17. Reference to that case prompts consideration of the
significance of a right of appeal in the context of Article 6(1) of the European
Convention on Human Rights. It is established that that Article imposes a duty
on a court to give reasons for its decision (Van de Hurk v. The Netherlands
(1994) 18 EHRR 481, 501). In the context of Article 6(1) the duty is seen as
an ingredient implied in the requirement for a fair trial in the resolution of a
person's civil rights and obligations. But, as was recognised in Bryan v.
U.K. (1995) 21 E.H.R.R. 342, even where there has been a failure in
compliance with Article 6(1) no violation of the Convention can be found if the
proceedings are subject to subsequent control by a judicial body that has full
jurisdiction and does provide the guarantees of Article 6 para 1.
18. In the application of Wickramsinghe v. U.K. (Application
No. 31503/96) the European Commission of Human Rights took the view that the
scope of the appeal to the Privy Council in that case was sufficient to comply
with Article 6(1) and held the application to the Commission against a decision
of the Professional Practice Committee to be inadmissible. No reasons had been
given for the decision but the Commission noted that a full transcript of the
hearing had been given to the applicant and it must have been apparent that, as
the Privy Council had later held, the Committee had accepted the evidence
adverse to the applicant and rejected the evidence of the applicant. The scope
of the appeal in that context was not limited.
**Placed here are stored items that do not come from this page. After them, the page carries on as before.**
//! Bounded LRU of ordered result indices.
//!
//! Keyed by a fingerprint of everything that decides which records are kept
//! and in what order (filters, search, sorts). Layout and page are not part of
//! the key, so paging through a result reuses the cached ordering.

use std::collections::{HashMap, VecDeque};
use std::rc::Rc;

use trellis_model::{FilterEntry, SortKey};

/// Cache statistics.
#[derive(Debug, Clone, Copy, Default, PartialEq, Eq)]
pub struct CacheStats {
    pub hits: u64,
    pub misses: u64,
    pub evictions: u64,
}

#[derive(Debug, Clone)]
pub struct ResultCache {
    capacity: usize,
    entries: HashMap<String, Rc<[usize]>>,
    /// Least recently used first.
    order: VecDeque<String>,
    stats: CacheStats,
}

impl ResultCache {
    /// A capacity of 0 disables caching.
    pub fn new(capacity: usize) -> Self {
        Self {
            capacity,
            entries: HashMap::with_capacity(capacity),
            order: VecDeque::with_capacity(capacity),
            stats: CacheStats::default(),
        }
    }

    pub fn capacity(&self) -> usize {
        self.capacity
    }

    pub fn len(&self) -> usize {
        self.entries.len()
    }

    pub fn is_empty(&self) -> bool {
        self.entries.is_empty()
    }

    pub fn stats(&self) -> CacheStats {
        self.stats
    }

    pub fn get(&mut self, key: &str) -> Option<Rc<[usize]>> {
        match self.entries.get(key) {
            Some(indices) => {
                let indices = Rc::clone(indices);
                self.touch(key);
                self.stats.hits += 1;
                Some(indices)
            }
            None => {
                self.stats.misses += 1;
                None
            }
        }
    }

    pub fn insert(&mut self, key: String, indices: Rc<[usize]>) {
        if self.capacity == 0 {
            return;
        }
        if self.entries.insert(key.clone(), indices).is_some() {
            self.touch(&key);
            return;
        }
        self.order.push_back(key);
        while self.entries.len() > self.capacity {
            let Some(oldest) = self.order.pop_front() else {
                break;
            };
            self.entries.remove(&oldest);
            self.stats.evictions += 1;
            tracing::debug!(capacity = self.capacity, "evicted cached ordering");
        }
    }

    pub fn clear(&mut self) {
        self.entries.clear();
        self.order.clear();
    }

    fn touch(&mut self, key: &str) {
        if let Some(pos) = self.order.iter().position(|existing| existing == key)
            && let Some(key) = self.order.remove(pos)
        {
            self.order.push_back(key);
        }
    }
}

/// Cache key for a query. `None` if the query cannot be serialized.
pub fn fingerprint(filters: &[FilterEntry], search: &str, sorts: &[SortKey]) -> Option<String> {
    serde_json::to_string(&(filters, search.trim().to_lowercase(), sorts)).ok()
}

#[cfg(test)]
mod tests {
    use super::*;

    fn entry(values: &[usize]) -> Rc<[usize]> {
        Rc::from(values)
    }

    #[test]
    fn test_least_recently_used_is_evicted() {
        let mut cache = ResultCache::new(2);
        cache.insert("a".to_string(), entry(&[1]));
        cache.insert("b".to_string(), entry(&[2]));
        assert!(cache.get("a").is_some());
        cache.insert("c".to_string(), entry(&[3]));

        assert_eq!(cache.len(), 2);
        assert!(cache.get("b").is_none());
        assert_eq!(cache.get("a").as_deref(), Some(&[1][..]));
        assert_eq!(cache.stats().evictions, 1);
    }

    #[test]
    fn test_zero_capacity_stores_nothing() {
        let mut cache = ResultCache::new(0);
        cache.insert("a".to_string(), entry(&[1]));
        assert!(cache.is_empty());
        assert_eq!(cache.stats().misses, 0);
        assert!(cache.get("a").is_none());
        assert_eq!(cache.stats().misses, 1);
    }

    #[test]
    fn test_fingerprint_ignores_search_case() {
        assert_eq!(fingerprint(&[], "Den", &[]), fingerprint(&[], " den", &[]));
    }
}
19. A like approach has been taken in relation to the situation
where the appeal is limited to a ground of law, as is the case in an appeal from
the Health Committee. Indeed in Dr. Stefan's own application (No. 29419/95) the
Commission noted that the challenge to the Committee's decision was a challenge
to what were ultimately medical questions which a Health Committee was
particularly well qualified to determine. But they also noted that the Privy
Council were empowered to intervene on appeal where a factual finding was not
supported by the evidence or was perverse or irrational. In declaring the
application inadmissible the Commission held that the fact that the Privy
Council did not re-determine the facts did not conflict with the requirements of
Article 6(1). So also in the earlier case of Bryan v. U.K. (1995) 21
E.H.R.R. 342, to which reference has already been made, the availability of
appeal on a point of law was sufficient to achieve a compliance with Article
6(1) where the grounds of appeal pleaded and maintained by the appellant all
fell within the jurisdiction of the High Court as points of law. It would thus
appear that the existence of a right of appeal may, if it be sufficient for the
purpose, enable the requirement of fairness embodied in Article 6(1) to be met.
The obligation on the court may remain to state reasons but a breach of the
requirement of fairness embodied in Article 6(1) may be obviated by the
sufficiency of a right of appeal. On this approach a failure to give reasons may
not be fatal to the validity of the decision.
20. These considerations may mean that the existence of a right
of appeal may not present so compelling a necessity for the stating of reasons
as that which is presented by the absence of a right of appeal. But the
consideration that the reasons are useful to enable the prosecution of the right
of appeal still remains valid and the presence of the right in the present case
is at least one indication from the statutory provisions pointing to the
existence of such an obligation.
21. Their Lordships now turn to the alternative approach, that of
the common law. In its most general form the argument proposes that there should
be a general obligation on all decision-makers to give reasons for their
decisions. The advantages of the provision of reasons have been often rehearsed.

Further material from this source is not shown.